Stored data entries

────────

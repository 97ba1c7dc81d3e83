//! Post entity for SeaORM.

use sea_orm::Set;
use sea_orm::entity::prelude::*;

#[derive(Clone, Debug, PartialEq, Eq, DeriveEntityModel)]
#[sea_orm(table_name = "posts")]
pub struct Model {
    #[sea_orm(primary_key, auto_increment = false)]
    pub id: Uuid,
    pub author_id: Uuid,
    pub title: String,
    #[sea_orm(column_type = "Text")]
    pub content: String,
    pub created_at: DateTimeWithTimeZone,
}

#[derive(Copy, Clone, Debug, EnumIter, DeriveRelation)]
pub enum Relation {
    #[sea_orm(
        belongs_to = "super::user::Entity",
        from = "Column::AuthorId",
        to = "super::user::Column::Id",
        on_update = "Cascade",
        on_delete = "Cascade"
    )]
    Author,
    #[sea_orm(has_many = "super::comment::Entity")]
    Comments,
}

impl Related<super::user::Entity> for Entity {
    fn to() -> RelationDef {
        Relation::Author.def()
    }
}

impl Related<super::comment::Entity> for Entity {
    fn to() -> RelationDef {
        Relation::Comments.def()
    }
}

impl ActiveModelBehavior for ActiveModel {}

impl From<Model> for quill_core::domain::Post {
    fn from(model: Model) -> Self {
        Self {
            id: model.id,
            author_id: model.author_id,
            title: model.title,
            content: model.content,
            created_at: model.created_at.into(),
        }
    }
}

impl From<quill_core::domain::Post> for ActiveModel {
    fn from(post: quill_core::domain::Post) -> Self {
        Self {
            id: Set(post.id),
            author_id: Set(post.author_id),
            title: Set(post.title),
            content: Set(post.content),
            created_at: Set(post.created_at.into()),
        }
    }
}
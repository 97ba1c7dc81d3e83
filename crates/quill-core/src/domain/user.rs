use chrono::{DateTime, Utc};
use serde::{Deserialize, Serialize};
use uuid::Uuid;

/// User entity - an identity record.
///
/// Users are never hard-deleted in normal operation; `is_active` is the
/// soft switch. `date_joined` is set once at creation and never altered.
#[derive(Debug, Clone, Serialize, Deserialize)]
pub struct User {
    pub id: Uuid,
    pub username: String,
    pub email: String,
    pub password_hash: String,
    pub is_active: bool,
    pub is_staff: bool,
    pub date_joined: DateTime<Utc>,
}

impl User {
    /// Create a new active, non-staff user with generated ID and join timestamp.
    pub fn new(username: String, email: String, password_hash: String) -> Self {
        Self {
            id: Uuid::new_v4(),
            username,
            email,
            password_hash,
            is_active: true,
            is_staff: false,
            date_joined: Utc::now(),
        }
    }
}
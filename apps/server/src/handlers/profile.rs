//! Own-profile handlers.

use actix_web::{HttpResponse, web};
use base64::Engine as _;
use base64::engine::general_purpose::STANDARD as BASE64;

use quill_core::domain::Profile;
use quill_shared::dto::{ProfileResponse, UpdateProfileRequest};

use crate::handlers::user_response;
use crate::middleware::auth::Identity;
use crate::middleware::error::{AppError, AppResult};
use crate::state::AppState;

/// Parse a `data:image/png;base64,...` payload into content type and bytes.
pub(crate) fn parse_data_url(data: &str) -> Option<(String, Vec<u8>)> {
    let rest = data.strip_prefix("data:")?;
    let (meta, payload) = rest.split_once(',')?;
    let content_type = meta.strip_suffix(";base64")?;
    let bytes = BASE64.decode(payload.trim()).ok()?;
    Some((content_type.to_string(), bytes))
}

/// Look up the caller's profile, creating the empty row lazily for accounts
/// that predate it.
pub(crate) async fn find_or_create(
    state: &AppState,
    identity: &Identity,
) -> AppResult<Profile> {
    if let Some(profile) = state.profiles.find_by_user_id(identity.user_id).await? {
        return Ok(profile);
    }

    tracing::debug!(user_id = %identity.user_id, "Creating profile on first access");
    Ok(state
        .profiles
        .insert(Profile::empty(identity.user_id))
        .await?)
}

async fn to_response(state: &AppState, profile: Profile) -> AppResult<ProfileResponse> {
    let user = state
        .users
        .find_by_id(profile.user_id)
        .await?
        .ok_or_else(|| AppError::NotFound("User no longer exists".to_string()))?;

    Ok(ProfileResponse {
        user: user_response(&user),
        bio: profile.bio,
        avatar: profile.avatar,
        website: profile.website,
    })
}

/// GET /api/profile
pub async fn get(state: web::Data<AppState>, identity: Identity) -> AppResult<HttpResponse> {
    let profile = find_or_create(&state, &identity).await?;
    let response = to_response(&state, profile).await?;

    Ok(HttpResponse::Ok().json(response))
}

/// PUT /api/profile - bio/website overwrite, avatar replace-on-upload.
pub async fn update(
    state: web::Data<AppState>,
    identity: Identity,
    body: web::Json<UpdateProfileRequest>,
) -> AppResult<HttpResponse> {
    let req = body.into_inner();

    let mut profile = find_or_create(&state, &identity).await?;
    profile.bio = req.bio.filter(|s| !s.is_empty());
    profile.website = req.website.filter(|s| !s.is_empty());

    if let Some(avatar) = req.avatar.filter(|s| !s.is_empty()) {
        let (content_type, bytes) = parse_data_url(&avatar).ok_or_else(|| {
            AppError::BadRequest("Avatar must be a base64 data-URL".to_string())
        })?;
        let stored = state
            .avatars
            .save(identity.user_id, &content_type, &bytes)
            .await?;
        profile.avatar = Some(stored);
    }

    let saved = state.profiles.update(profile).await?;
    tracing::info!(user_id = %identity.user_id, "Profile updated");

    let response = to_response(&state, saved).await?;
    Ok(HttpResponse::Ok().json(response))
}

#[cfg(test)]
mod tests {
    use super::parse_data_url;

    #[test]
    fn test_parse_data_url() {
        let (content_type, bytes) = parse_data_url("data:image/png;base64,aGVsbG8=").unwrap();
        assert_eq!(content_type, "image/png");
        assert_eq!(bytes, b"hello");
    }

    #[test]
    fn test_parse_data_url_rejects_plain_base64() {
        assert!(parse_data_url("aGVsbG8=").is_none());
        assert!(parse_data_url("data:image/png,aGVsbG8=").is_none());
        assert!(parse_data_url("data:image/png;base64,!!!").is_none());
    }
}
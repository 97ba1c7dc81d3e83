use serde::{Deserialize, Serialize};
use uuid::Uuid;

/// Profile entity - optional extended attributes of a user.
///
/// One-to-one with [`super::User`]; `user_id` is both identity and foreign
/// key. `avatar` holds a path relative to the media root, not the bytes.
#[derive(Debug, Clone, Serialize, Deserialize)]
pub struct Profile {
    pub user_id: Uuid,
    pub bio: Option<String>,
    pub avatar: Option<String>,
    pub website: Option<String>,
}

impl Profile {
    /// Create the empty profile that registration attaches to a new user.
    pub fn empty(user_id: Uuid) -> Self {
        Self {
            user_id,
            bio: None,
            avatar: None,
            website: None,
        }
    }
}
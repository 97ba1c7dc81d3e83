//! JWT token service implementation.

use chrono::{TimeDelta, Utc};
use jsonwebtoken::{DecodingKey, EncodingKey, Header, Validation, decode, encode};
use serde::{Deserialize, Serialize};
use uuid::Uuid;

use quill_core::domain::User;
use quill_core::ports::{AuthError, TokenClaims, TokenService};

/// JWT token service configuration.
#[derive(Debug, Clone)]
pub struct JwtConfig {
    pub secret: String,
    pub expiration_hours: i64,
    pub issuer: String,
}

impl Default for JwtConfig {
    fn default() -> Self {
        Self {
            secret: "change-me-in-production".to_string(),
            expiration_hours: 24,
            issuer: "quill".to_string(),
        }
    }
}

/// Internal JWT claims structure for serialization.
#[derive(Debug, Serialize, Deserialize)]
struct Claims {
    sub: String, // user_id
    username: String,
    staff: bool,
    exp: i64,    // expiration timestamp
    iat: i64,    // issued at
    iss: String, // issuer
}

/// JWT-based token service.
///
/// Issued tokens back both the API (Bearer header) and the page flow
/// (session cookie), so one verification path covers both surfaces.
pub struct JwtTokenService {
    encoding_key: EncodingKey,
    decoding_key: DecodingKey,
    config: JwtConfig,
}

impl JwtTokenService {
    pub fn new(config: JwtConfig) -> Self {
        let encoding_key = EncodingKey::from_secret(config.secret.as_bytes());
        let decoding_key = DecodingKey::from_secret(config.secret.as_bytes());

        Self {
            encoding_key,
            decoding_key,
            config,
        }
    }

    pub fn from_env() -> Self {
        let secret =
            std::env::var("JWT_SECRET").unwrap_or_else(|_| "change-me-in-production".to_string());

        // Warn if using default secret in production
        if secret == "change-me-in-production" {
            let is_production = std::env::var("RUST_ENV")
                .map(|v| v == "production" || v == "prod")
                .unwrap_or(false);

            if is_production {
                tracing::error!(
                    "SECURITY: Using default JWT secret in production! Set JWT_SECRET environment variable."
                );
            } else {
                tracing::warn!("Using default JWT secret. Set JWT_SECRET for production use.");
            }
        }

        let config = JwtConfig {
            secret,
            expiration_hours: std::env::var("JWT_EXPIRATION_HOURS")
                .ok()
                .and_then(|s| s.parse().ok())
                .unwrap_or(24),
            issuer: std::env::var("JWT_ISSUER").unwrap_or_else(|_| "quill".to_string()),
        };
        Self::new(config)
    }
}

impl TokenService for JwtTokenService {
    fn issue(&self, user: &User) -> Result<String, AuthError> {
        let now = Utc::now();
        let exp = now + TimeDelta::hours(self.config.expiration_hours);

        let claims = Claims {
            sub: user.id.to_string(),
            username: user.username.clone(),
            staff: user.is_staff,
            exp: exp.timestamp(),
            iat: now.timestamp(),
            iss: self.config.issuer.clone(),
        };

        encode(&Header::default(), &claims, &self.encoding_key)
            .map_err(|e| AuthError::InvalidToken(e.to_string()))
    }

    fn verify(&self, token: &str) -> Result<TokenClaims, AuthError> {
        let mut validation = Validation::default();
        validation.set_issuer(&[&self.config.issuer]);

        let token_data = decode::<Claims>(token, &self.decoding_key, &validation).map_err(|e| {
            match e.kind() {
                jsonwebtoken::errors::ErrorKind::ExpiredSignature => AuthError::TokenExpired,
                _ => AuthError::InvalidToken(e.to_string()),
            }
        })?;

        let user_id = Uuid::parse_str(&token_data.claims.sub)
            .map_err(|e| AuthError::InvalidToken(e.to_string()))?;

        Ok(TokenClaims {
            user_id,
            username: token_data.claims.username,
            is_staff: token_data.claims.staff,
            exp: token_data.claims.exp,
        })
    }

    fn expiration_seconds(&self) -> i64 {
        self.config.expiration_hours * 3600
    }
}

#[cfg(test)]
mod tests {
    use super::*;

    fn test_config() -> JwtConfig {
        JwtConfig {
            secret: "test-secret-key".to_string(),
            expiration_hours: 1,
            issuer: "test-issuer".to_string(),
        }
    }

    fn test_user(is_staff: bool) -> User {
        let mut user = User::new(
            "alice".to_string(),
            "alice@example.com".to_string(),
            "hash".to_string(),
        );
        user.is_staff = is_staff;
        user
    }

    #[test]
    fn test_issue_token_success() {
        let service = JwtTokenService::new(test_config());

        let result = service.issue(&test_user(false));

        assert!(result.is_ok());
        let token = result.unwrap();
        assert!(!token.is_empty());
    }

    #[test]
    fn test_verify_token_roundtrip() {
        let service = JwtTokenService::new(test_config());
        let user = test_user(true);

        let token = service.issue(&user).unwrap();
        let claims = service.verify(&token).unwrap();

        assert_eq!(claims.user_id, user.id);
        assert_eq!(claims.username, "alice");
        assert!(claims.is_staff);
    }

    #[test]
    fn test_verify_invalid_token() {
        let service = JwtTokenService::new(test_config());

        let result = service.verify("invalid-token");

        assert!(result.is_err());
        assert!(matches!(result.unwrap_err(), AuthError::InvalidToken(_)));
    }

    #[test]
    fn test_verify_wrong_issuer_token() {
        let service1 = JwtTokenService::new(JwtConfig {
            secret: "same-secret".to_string(),
            expiration_hours: 1,
            issuer: "issuer1".to_string(),
        });
        let service2 = JwtTokenService::new(JwtConfig {
            secret: "same-secret".to_string(),
            expiration_hours: 1,
            issuer: "issuer2".to_string(),
        });

        let token = service1.issue(&test_user(false)).unwrap();

        let result = service2.verify(&token);
        assert!(result.is_err());
    }

    #[test]
    fn test_expiration_seconds() {
        let service = JwtTokenService::new(JwtConfig {
            secret: "test".to_string(),
            expiration_hours: 24,
            issuer: "test".to_string(),
        });

        assert_eq!(service.expiration_seconds(), 86400);
    }
}
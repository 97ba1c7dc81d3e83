//! HTTP API handlers and route configuration.

mod auth;
mod comments;
mod health;
mod install;
mod posts;
pub(crate) mod profile;

use std::collections::HashMap;

use actix_web::web;
use uuid::Uuid;

use quill_core::domain::{Comment, Post, User};
use quill_shared::dto::{CommentResponse, PostResponse, UserResponse};

use crate::middleware::error::{AppError, AppResult};
use crate::state::AppState;

/// Configure all API routes.
pub fn configure_routes(cfg: &mut web::ServiceConfig) {
    cfg.service(
        web::scope("/api")
            // Public routes
            .route("/health", web::get().to(health::health_check))
            // Auth routes
            .service(
                web::scope("/auth")
                    .route("/register", web::post().to(auth::register))
                    .route("/login", web::post().to(auth::login))
                    .route("/me", web::get().to(auth::me)),
            )
            // Posts and their comments
            .route("/posts", web::get().to(posts::list))
            .route("/posts", web::post().to(posts::create))
            .route("/posts/{id}", web::get().to(posts::get))
            .route("/posts/{id}", web::put().to(posts::update))
            .route("/posts/{id}", web::delete().to(posts::delete))
            .route("/posts/{id}/comments", web::get().to(comments::list))
            .route("/posts/{id}/comments", web::post().to(comments::create))
            // Own profile
            .route("/profile", web::get().to(profile::get))
            .route("/profile", web::put().to(profile::update)),
    )
    // Demo data installer lives outside the /api scope, like the pages.
    .route("/install", web::get().to(install::install));
}

pub(crate) fn user_response(user: &User) -> UserResponse {
    UserResponse {
        id: user.id.to_string(),
        username: user.username.clone(),
        email: user.email.clone(),
    }
}

pub(crate) fn post_response(post: Post, author: &User) -> PostResponse {
    PostResponse {
        id: post.id.to_string(),
        title: post.title,
        content: post.content,
        author: user_response(author),
        created_at: post.created_at.to_rfc3339(),
    }
}

pub(crate) fn comment_response(comment: Comment, author: &User) -> CommentResponse {
    CommentResponse {
        id: comment.id.to_string(),
        post_id: comment.post_id.to_string(),
        content: comment.content,
        author: user_response(author),
        created_at: comment.created_at.to_rfc3339(),
    }
}

/// Fetch the authors referenced by a batch of records, deduplicated.
pub(crate) async fn load_authors(
    state: &AppState,
    ids: impl Iterator<Item = Uuid>,
) -> AppResult<HashMap<Uuid, User>> {
    let mut authors = HashMap::new();
    for id in ids {
        if authors.contains_key(&id) {
            continue;
        }
        let user = state
            .users
            .find_by_id(id)
            .await?
            .ok_or_else(|| AppError::Internal(format!("Author {id} missing for stored record")))?;
        authors.insert(id, user);
    }
    Ok(authors)
}
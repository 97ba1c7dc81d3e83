//! # Quill Server
//!
//! The Actix-web HTTP server: JSON API under `/api`, server-rendered pages
//! everywhere else, both over the same repositories.

use std::sync::Arc;

use actix_files::Files;
use actix_web::{App, HttpServer, middleware::NormalizePath, web};
use tracing_actix_web::TracingLogger;

mod config;
mod handlers;
mod middleware;
mod pages;
mod state;
mod telemetry;
mod validation;

use config::AppConfig;
use quill_core::ports::{PasswordService, TokenService};
use quill_infra::{Argon2PasswordService, JwtTokenService};
use state::AppState;
use telemetry::TelemetryConfig;

#[actix_web::main]
async fn main() -> anyhow::Result<()> {
    // Load .env file if present
    dotenvy::dotenv().ok();

    telemetry::init_telemetry(&TelemetryConfig::from_env());

    let config = AppConfig::from_env()?;

    tracing::info!("Starting Quill server on {}:{}", config.host, config.port);

    let db = quill_infra::connect(&config.database).await?;
    let state = AppState::new(db, &config)?;

    let token_service: Arc<dyn TokenService> = Arc::new(JwtTokenService::from_env());
    let password_service: Arc<dyn PasswordService> = Arc::new(Argon2PasswordService::new());

    let media_root = config.media_root.clone();

    HttpServer::new(move || {
        App::new()
            .wrap(TracingLogger::default())
            // Django-style trailing slashes resolve to the same handlers
            .wrap(NormalizePath::trim())
            .app_data(web::Data::new(state.clone()))
            .app_data(web::Data::new(token_service.clone()))
            .app_data(web::Data::new(password_service.clone()))
            .service(Files::new("/media", media_root.clone()))
            .configure(handlers::configure_routes)
            .configure(pages::configure_pages)
    })
    .bind((config.host.as_str(), config.port))?
    .run()
    .await?;

    Ok(())
}
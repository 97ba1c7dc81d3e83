//! Authentication and authorization ports.

use uuid::Uuid;

use crate::domain::User;

/// Claims carried by an issued token.
#[derive(Debug, Clone)]
pub struct TokenClaims {
    pub user_id: Uuid,
    pub username: String,
    pub is_staff: bool,
    pub exp: i64,
}

/// Token service trait - issuance and verification of session tokens.
///
/// The same tokens back both surfaces: the API sends them as Bearer
/// headers, the page flow stores them in a session cookie.
pub trait TokenService: Send + Sync {
    /// Issue a token for a user. Staff-ness is embedded in the claims.
    fn issue(&self, user: &User) -> Result<String, AuthError>;

    /// Verify and decode a token.
    fn verify(&self, token: &str) -> Result<TokenClaims, AuthError>;

    /// Lifetime of issued tokens, in seconds.
    fn expiration_seconds(&self) -> i64;
}

/// Password hashing service.
pub trait PasswordService: Send + Sync {
    /// Hash a plain text password.
    fn hash(&self, password: &str) -> Result<String, AuthError>;

    /// Verify a password against a hash.
    fn verify(&self, password: &str, hash: &str) -> Result<bool, AuthError>;
}

/// Authentication errors.
#[derive(Debug, thiserror::Error)]
pub enum AuthError {
    #[error("Invalid credentials")]
    InvalidCredentials,

    #[error("Token expired")]
    TokenExpired,

    #[error("Invalid token: {0}")]
    InvalidToken(String),

    #[error("Missing credentials")]
    MissingAuth,

    #[error("Insufficient permissions")]
    InsufficientPermissions,

    #[error("Hashing error: {0}")]
    HashingError(String),
}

────────

■ WHAT THE TASK REQUIRES ■
Your response should hold the lines from the first line of the entries above through the line with "#[sea_orm(primary_key, auto_increment = false)]", each retyped exactly, and nothing else.

■ RESULT FOR THIS EXERCISE ■
repository 97ba1c7dc81d3e83
//! Post entity for SeaORM.

use sea_orm::Set;
use sea_orm::entity::prelude::*;

#[derive(Clone, Debug, PartialEq, Eq, DeriveEntityModel)]
#[sea_orm(table_name = "posts")]
pub struct Model {
    #[sea_orm(primary_key, auto_increment = false)]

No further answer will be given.